0

I built a trading research system which runs backtest jobs. The system is managed by several Linux-based containers which are responsible for managing jobs, analyzing results, and storing all jobs and results in a PostgresDB. The backtest itself runs on an application called TradeStation, which is only supported on Windows (https://www.tradestation.com/trading-technology/system-requirements/).

I have sort of a frankenstein setup where the containers inside Docker on a built-up MacOS host (hackintosh with 4-cores and beefed up memory). The database is stored inside a Docker Volume. Then I have several VMs running Windows which runs Tradestation. Jobs are sent to the Windows VMs via a shared folder between MacOS and Windows.
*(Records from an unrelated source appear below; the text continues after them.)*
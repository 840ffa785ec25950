use std::fmt;

use oauth2::{AuthUrl, ClientId, ClientSecret, EndpointNotSet, EndpointSet, RedirectUrl, TokenUrl, basic::BasicClient};
use serde::{Deserialize, Serialize};
use serde_json::Value;

use crate::{AppResult, GetField};

pub type ProviderClient = BasicClient<EndpointSet, EndpointNotSet, EndpointNotSet, EndpointNotSet, EndpointSet>;

#[derive(Debug, Serialize, Deserialize, Clone, Copy, PartialEq, Eq)]
#[serde(rename_all = "snake_case")]
pub enum ClientProvider {
    Google,
    Github,
}

impl ClientProvider {
    pub const ALL: [ClientProvider; 2] = [ClientProvider::Google, ClientProvider::Github];

    /// Provider id understood by the identity toolkit.
    pub fn id(&self) -> &'static str {
        use ClientProvider::*;
        match self {
            Google => "google.com",
            Github => "github.com",
        }
    }

    /// Path segment and key in the clients file.
    pub fn slug(&self) -> &'static str {
        use ClientProvider::*;
        match self {
            Google => "google",
            Github => "github",
        }
    }

    fn auth_url(&self) -> &'static str {
        use ClientProvider::*;
        match self {
            Google => "https://accounts.google.com/o/oauth2/auth",
            Github => "https://github.com/login/oauth/authorize",
        }
    }

    fn token_url(&self) -> &'static str {
        use ClientProvider::*;
        match self {
            Google => "https://oauth2.googleapis.com/token",
            Github => "https://github.com/login/oauth/access_token",
        }
    }

    pub fn scopes(&self) -> &'static [&'static str] {
        use ClientProvider::*;
        match self {
            Google => &["openid", "email", "profile"],
            Github => &["read:user", "user:email"],
        }
    }
}

impl fmt::Display for ClientProvider {
    fn fmt(&self, f: &mut fmt::Formatter) -> fmt::Result {
        match self {
            ClientProvider::Google => write!(f, "Google"),
            ClientProvider::Github => write!(f, "GitHub"),
        }
    }
}

/// OAuth clients for the federated providers that have credentials.
#[derive(Clone, Default)]
pub struct Clients {
    google_client: Option<ProviderClient>,
    github_client: Option<ProviderClient>,
}

impl Clients {
    /// Reads `{ "google": { "client_id", "client_secret" }, "github": { ... } }`.
    /// Either provider may be absent.
    pub fn from_json(json: &Value, public_url: &str) -> AppResult<Clients> {
        Ok(Clients {
            google_client: build_client(json, ClientProvider::Google, public_url)?,
            github_client: build_client(json, ClientProvider::Github, public_url)?,
        })
    }

    pub fn get_client(&self, provider: ClientProvider) -> Option<&ProviderClient> {
        use ClientProvider::*;
        match provider {
            Google => self.google_client.as_ref(),
            Github => self.github_client.as_ref(),
        }
    }

    pub fn configured(&self) -> Vec<ClientProvider> {
        ClientProvider::ALL
            .into_iter()
            .filter(|provider| self.get_client(*provider).is_some())
            .collect()
    }
}

fn build_client(json: &Value, provider: ClientProvider, public_url: &str) -> AppResult<Option<ProviderClient>> {
    let Some(json) = json.get(provider.slug()) else {
        return Ok(None);
    };

    let client_id = ClientId::new(json.get_str_field("client_id")?);
    let client_secret = ClientSecret::new(json.get_str_field("client_secret")?);

    let auth_url = AuthUrl::new(provider.auth_url().to_owned())?;
    let token_url = TokenUrl::new(provider.token_url().to_owned())?;
    let redirect_url = RedirectUrl::new(format!(
        "{}/lockin/{}",
        public_url.trim_end_matches('/'),
        provider.slug()
    ))?;

    Ok(Some(
        BasicClient::new(client_id)
            .set_client_secret(client_secret)
            .set_auth_uri(auth_url)
            .set_token_uri(token_url)
            .set_redirect_uri(redirect_url),
    ))
}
I'm not married to MacOS, in fact I'd like to purchase ore or more powerful multi-processor servers and run virtualized (i.e. VMware ESXi).

I'm looking to transform the system to kubernetes for a more reliable and scalable system (among other benefits). Is it possible to setup this system in kubernetes?

I'm confused how the Windows systems run as a container alongside the Linux-based containers. I read somewhere that Windows containers must run on a Windows host? Does this mean that since I have Windows VMs, that I'm forced to run the entire system on a Windows server? I'd prefer to not be reliant on running on a Windows Host.

Any thoughts about how this system could be designed?

jersey bean
  • 125
  • 1
  • 8
  • "[..] run bare metal (i.e. VMware ESXi)." - So not bare metal but virtualized then? Are you aware that Kubernetes with Windows Containers is still relatively experimental (see https://kubernetes.io/docs/setup/production-environment/windows/intro-windows-in-kubernetes/)? – Simon Sep 14 '20 at 18:12
  • Thanks. I should have said `virtualized` (I corrected text above). Thx for the link...i'll have to digest all of that. It sounds like lots of limitations so far in reading the article. – jersey bean Sep 14 '20 at 18:41
  • Can you eliminate the Windows and macOS bits? – Michael Hampton Sep 14 '20 at 19:06
  • @MichaelHampton i can eliminate using MacOS, but unfortunately I'm stuck with Windows since TradeStation only runes on Windows. I've researched alternatives, and have even attempted to build my own trading backtester, but TradeStation is one of the best applications out there for this purpose. – jersey bean Sep 14 '20 at 19:59
  • 3
    You can run Windows containers on a windows host, as part of a mixed kubernetes cluster. However it's only (AFAIK) Windows Server and it doesn't support GUI apps which judging by the linked page, tradestation is? Now *theoretically* you might be able to use something like VMWare Tanzu to run full Windows VMs in a cluster, but I've never actually seen that done. – Rory McCune Sep 15 '20 at 15:05
  • @RoryMcCune , I think that comment can even be posted as an anwer. – Nick Sep 22 '20 at 09:58

1 Answers1

0

This is a community wiki answer based on the comments and posted for better visibility. Feel free to expand it.

Official documentation says that you can have a mix of Linux and Windows Nodes in Kubernetes cluster. However, there are a few peculiarities:

  • A Linux-based Kubernetes kubeadm cluster in which you have access to the control plane;
  • Your Kubernetes server must be at or later than version 1.17
  • You need to have a Windows Server 2019 license (or higher) in order to configure the Windows node that hosts Windows containers.

More info can be found in the official Intro to Windows support in Kubernetes.

Theoretically, you might be able to use something like VMWare Tanzu to run full Windows VMs in a cluster.

However, you can check this article that gives some insight on how to run a GUI app in linux docker container on windows host.